As water levels near camp sites at Cedar Bluff State Park continue to fall, park manager Chris Smith keeps a close eye on conditions in Russell.

The city has moved into a strict water conservation phase and has suggested the possibility of tapping into Cedar Bluff to augment its water supply.

That's what happened in 2006, when Russell last faced sharply depleted water supplies.

In 2006, slightly more than 3,000 acre-feet of water -- nearly a billion gallons -- were released from Cedar Bluff, slowly creeping downstream along the Smoky Hill River to Pfeifer, where the city of Russell has its main wells.

That release dropped the level of the lake 1.12 feet.

Currently, Russell has nearly 2,000 acre-feet of water available for release while the Kansas Water Office only has about 1,400 acre-feet.

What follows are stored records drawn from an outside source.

//! Reducer-backed context pairs.
//!
//! [`ReducerContext::new`] takes a pure reducer and an initial state and
//! yields a provider plus two independent accessors:
//!
//! - [`ReducerContext::use_state`] → [`StateHandle`] (read channel)
//! - [`ReducerContext::use_dispatch`] → [`Dispatch`] (write channel)
//!
//! A consumer that only dispatches never observes state changes, and one
//! that only reads is never coupled to the action type.
//!
//! ```ignore
//! let counter = ReducerContext::new(|n: i32, a: CounterAction| match a {
//!     CounterAction::Add(d) => n + d,
//! }, 0);
//!
//! counter.provider().render(&Scope::root(), |scope| {
//!     counter.use_dispatch(scope)?.dispatch(CounterAction::Add(1));
//!     assert_eq!(counter.use_state(scope)?.get(), 1);
//!     Ok::<_, ContextError>(())
//! })?;
//! ```

mod channel;
mod provider;

use std::sync::Arc;

pub use channel::{Dispatch, StateHandle};
pub use provider::{Provide, Provider};

use crate::mvi::{Action, Reducer, ReducerFn, State};
use crate::scope::{ContextError, ContextId, Scope};

/// Factory output: one context pair and its provider.
///
/// Each call to [`ReducerContext::new`] owns a distinct [`ContextId`];
/// there is no process-wide context shared between factories.
pub struct ReducerContext<S, A> {
    id: ContextId,
    reducer: ReducerFn<S, A>,
    initial: Arc<S>,
}

impl<S: State, A: Action> ReducerContext<S, A> {
    pub fn new<F>(reducer: F, initial_state: S) -> Self
    where
        F: Fn(S, A) -> S + Send + Sync + 'static,
    {
        Self {
            id: ContextId::new(std::any::type_name::<S>()),
            reducer: Arc::new(reducer),
            initial: Arc::new(initial_state),
        }
    }

    /// Build a context from a [`Reducer`] implementation.
    pub fn from_reducer<R>(initial_state: S) -> Self
    where
        R: Reducer<State = S, Action = A> + 'static,
    {
        Self::new(R::reduce, initial_state)
    }

    pub fn provider(&self) -> Provider<S, A> {
        Provider::new(self.id, Arc::clone(&self.reducer), Arc::clone(&self.initial))
    }

    /// Read channel of the nearest enclosing provider.
    pub fn use_state(&self, scope: &Scope) -> Result<StateHandle<S>, ContextError> {
        scope.require(self.id, "use_state")
    }

    /// Write channel of the nearest enclosing provider.
    pub fn use_dispatch(&self, scope: &Scope) -> Result<Dispatch<A>, ContextError> {
        scope.require(self.id, "use_dispatch")
    }

    pub fn id(&self) -> ContextId {
        self.id
    }

    pub fn initial_state(&self) -> &S {
        &self.initial
    }
}

impl<S, A> Clone for ReducerContext<S, A> {
    fn clone(&self) -> Self {
        Self {
            id: self.id,
            reducer: Arc::clone(&self.reducer),
            initial: Arc::clone(&self.initial),
        }
    }
}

There's a concern there on the part of both the city of Russell and the KWO that there might not be enough water available to push all the way down to the Russell wellfield.

KWO director Tracy Streeter said his office met with Hays and Russell officials via conference call Monday to talk about conditions.

"They're not going to do anything here in the short run," Streeter said of making a decision on releasing water.

He recognizes the shortage of water available.

"We don't have the water like last time we made the release," he said.

Yet he's not ready to discount the possibility of a release.

"If we can't be successful in getting water to Russell, it seems like an iffy situation," he said.